Controlling immunoglobulin G orientation on a protein-A terminated bilayer system

In this study, a bilayer system composed of N-[3-trimethoxysilyl propyl]-ethylene diamine (TEDA) and protein-A on silicon wafer was prepared by a simple two-step procedure. Self-assembly deposition of TEDA at optimal conditions resulted in the formation of homogeneous self-assembled monolayers (SAMs) ~ 2.3 nm thick with the surface roughness ~ 0.38 nm. The height value of protein-A overlayer was found to be ~ 3.5 nm, which is within experimental error of the diameter of a single protein-A (3 nm). Immunoglobulin G (IgG) molecules were then immobilized on the bilayer system by protein-A - IgG specific interactions.
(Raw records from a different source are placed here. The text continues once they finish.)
//! Button decision-table tests: plain child commands, remix toggles and
//! fire-and-forget actions.

mod common;

use std::time::Duration;

use chrono::Utc;

use atelier_core::submit::SubmitCode;
use atelier_core::task::{BackendFamily, BotFamily, Task, TaskAction, TaskStatus};
use atelier_engine::{ActionRequest, EngineConfig, VideoRequest};
use atelier_gateway::MessageKind;
use atelier_store::TaskRepository;

use common::{event, fast_account, with_attachment, with_interaction, with_nonce, Harness};

const WAIT: Duration = Duration::from_secs(30);

/// A finished imagine grid to click buttons on.
async fn finished_grid(harness: &Harness, channel: &str) -> Task {
    let mut parent = Task::new(
        "16980000000000000001".to_string(),
        TaskAction::Imagine,
        BotFamily::Mj,
        BackendFamily::Chat,
    );
    parent.status = TaskStatus::Success;
    parent.prompt = Some("a red cube".to_string());
    parent.prompt_en = Some("a red cube".to_string());
    parent.instance_id = Some(channel.to_string());
    parent.image_url = Some("https://cdn.example.com/att/user_a_red_cube_GRID.png".to_string());
    parent.runtime.message_id = Some("msg-grid".to_string());
    parent.runtime.message_hash = Some("GRID".to_string());
    parent.runtime.final_prompt = Some("a red cube".to_string());
    parent.submit_time = Some(Utc::now());
    TaskRepository::save(harness.store.as_ref(), &parent)
        .await
        .unwrap();
    parent
}

#[tokio::test(start_paused = true)]
async fn upsample_button_spawns_an_upscale_child() {
    let harness = Harness::new(EngineConfig::default());
    let sender = harness.add_account(fast_account("chan-a", 2, 2)).await;
    let parent = finished_grid(&harness, "chan-a").await;

    let result = harness
        .orchestrator
        .submit_action(ActionRequest {
            task_id: parent.id.clone(),
            custom_id: "MJ::JOB::upsample::2::GRID".to_string(),
            chat_instance_id: None,
        })
        .await;
    assert!(result.is_success(), "{}", result.description);
    let child_id = result.result.clone().expect("child id");

    let child = harness.task(&child_id).await;
    assert_eq!(child.action, TaskAction::Upscale);
    assert_eq!(child.parent_id.as_deref(), Some(parent.id.as_str()));
    assert_eq!(child.bot_family, parent.bot_family);
    assert_eq!(child.backend_family, parent.backend_family);
    assert_eq!(child.instance_id.as_deref(), Some("chan-a"));

    harness.wait_call(&sender, "upscale:msg-grid:2:GRID", WAIT).await;
}

#[tokio::test(start_paused = true)]
async fn variation_without_remix_issues_a_plain_command() {
    let harness = Harness::new(EngineConfig::default());
    // Remix off: the button click is a direct queued command, no window.
    let sender = harness.add_account(fast_account("chan-a", 2, 2)).await;
    let parent = finished_grid(&harness, "chan-a").await;

    let result = harness
        .orchestrator
        .submit_action(ActionRequest {
            task_id: parent.id.clone(),
            custom_id: "MJ::JOB::variation::3::GRID".to_string(),
            chat_instance_id: None,
        })
        .await;
    assert!(result.is_success(), "{}", result.description);
    let child = harness.task(result.result.as_deref().unwrap()).await;
    assert_eq!(child.action, TaskAction::Variation);
    assert_ne!(child.status, TaskStatus::Modal);

    harness.wait_call(&sender, "variation:msg-grid:3:GRID", WAIT).await;
    assert!(!sender.has_call("modal:"));
}

#[tokio::test(start_paused = true)]
async fn remix_auto_submit_runs_both_phases() {
    let harness = Harness::new(EngineConfig::default());
    let mut account = fast_account("chan-a", 2, 2);
    account.mj_remix_on = true;
    account.remix_auto_submit = true;
    let sender = harness.add_account(account).await;
    let parent = finished_grid(&harness, "chan-a").await;

    // Auto-submit skips the window handoff and answers like a plain submit.
    let result = harness
        .orchestrator
        .submit_action(ActionRequest {
            task_id: parent.id.clone(),
            custom_id: "MJ::JOB::variation::2::GRID".to_string(),
            chat_instance_id: None,
        })
        .await;
    assert!(result.is_success(), "{}", result.description);
    let child_id = result.result.clone().expect("child id");
    let nonce = harness.task(&child_id).await.runtime.nonce.clone().unwrap();

    // Phase 1 clicks the variation component on the parent grid.
    harness
        .wait_call(&sender, "action:msg-grid:MJ::JOB::variation::2::GRID", WAIT)
        .await;
    harness
        .correlator
        .on_event(with_interaction(
            with_nonce(
                event("modal-7", "chan-a", MessageKind::ModalCreate, ""),
                &nonce,
            ),
            "inter-7",
        ))
        .await;

    // Phase 2 submits the rewritten remix id inside the window.
    harness
        .wait_call(&sender, "modal:modal-7:MJ::RemixModal::GRID::2::0", WAIT)
        .await;
    let child = harness.task(&child_id).await;
    assert_eq!(
        child.runtime.remix_custom_id.as_deref(),
        Some("MJ::RemixModal::GRID::2::0")
    );
}

#[tokio::test(start_paused = true)]
async fn redelivered_reroll_reply_is_dropped() {
    let harness = Harness::new(EngineConfig::default());
    let sender = harness.add_account(fast_account("chan-a", 2, 2)).await;
    let parent = finished_grid(&harness, "chan-a").await;

    let result = harness
        .orchestrator
        .submit_action(ActionRequest {
            task_id: parent.id.clone(),
            custom_id: "MJ::JOB::reroll::0::GRID::SOLO".to_string(),
            chat_instance_id: None,
        })
        .await;
    assert!(result.is_success(), "{}", result.description);
    let child_id = result.result.clone().expect("child id");
    harness.wait_call(&sender, "reroll:msg-grid:GRID", WAIT).await;

    let reply = |id: &str| {
        with_attachment(
            event(
                id,
                "chan-a",
                MessageKind::Create,
                "**a red cube** - <@111> (fast)",
            ),
            "https://cdn.example.com/att/user_a_red_cube_RE1.png",
        )
    };
    harness.correlator.on_event(reply("msg-r1")).await;
    let first = harness.wait_status(&child_id, TaskStatus::Success, WAIT).await;
    assert_eq!(first.runtime.message_hash.as_deref(), Some("RE1"));
    let snapshot = serde_json::to_string(&first).unwrap();

    // The upstream redelivers the same reply under a fresh event id; the
    // event-id dedup cannot catch it, the per-task guard does.
    harness.correlator.on_event(reply("msg-r2")).await;
    let second = harness.task(&child_id).await;
    assert_eq!(serde_json::to_string(&second).unwrap(), snapshot);
}

#[tokio::test(start_paused = true)]
async fn bookmark_is_fire_and_forget() {
    let harness = Harness::new(EngineConfig::default());
    let sender = harness.add_account(fast_account("chan-a", 2, 2)).await;
    let parent = finished_grid(&harness, "chan-a").await;

    let result = harness
        .orchestrator
        .submit_action(ActionRequest {
            task_id: parent.id.clone(),
            custom_id: "MJ::BOOKMARK::toggle".to_string(),
            chat_instance_id: None,
        })
        .await;
    assert_eq!(result.code, SubmitCode::Success);
    assert!(result.result.is_none(), "no child task is created");

    harness
        .wait_call(&sender, "action:msg-grid:MJ::BOOKMARK::toggle", WAIT)
        .await;
}

#[tokio::test(start_paused = true)]
async fn video_honors_the_config_gate() {
    let harness = Harness::new(EngineConfig::default());
    let _sender = harness.add_account(fast_account("chan-a", 2, 2)).await;

    let result = harness
        .orchestrator
        .submit_video(VideoRequest {
            prompt: "a running fox".to_string(),
            ..Default::default()
        })
        .await;
    assert_eq!(result.code, SubmitCode::ValidationError);

    let enabled = Harness::new(EngineConfig {
        enable_video: true,
        ..Default::default()
    });
    let sender = enabled.add_account(fast_account("chan-a", 2, 2)).await;
    let result = enabled
        .orchestrator
        .submit_video(VideoRequest {
            prompt: "a running fox".to_string(),
            ..Default::default()
        })
        .await;
    assert!(result.is_success(), "{}", result.description);
    let task = enabled.task(result.result.as_deref().unwrap()).await;
    assert_eq!(task.action, TaskAction::Video);

    enabled.wait_call(&sender, "video:low:a running fox", WAIT).await;
}

#[tokio::test(start_paused = true)]
async fn action_on_missing_parent_is_not_found() {
    let harness = Harness::new(EngineConfig::default());
    let _sender = harness.add_account(fast_account("chan-a", 2, 2)).await;

    let result = harness
        .orchestrator
        .submit_action(ActionRequest {
            task_id: "nope".to_string(),
            custom_id: "MJ::JOB::upsample::1::GRID".to_string(),
            chat_instance_id: None,
        })
        .await;
    assert_eq!(result.code, SubmitCode::NotFound);
}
Using this very simple approach, the IgG layer was formed almost of a monomolecular layer for longer adsorption time (~ 100 min), and it was packed densely for adsorption time longer than 100 min, which resulted in the increase of the amount of IgG immobilized. The use of a bilayer system composed of TEDA and protein A on silicon wafer opens the door for a fundamental understanding of how protein A affects IgG orientation on the surface and also indicates a useful guide to designing surfaces for applications such as immunosensors and biochips.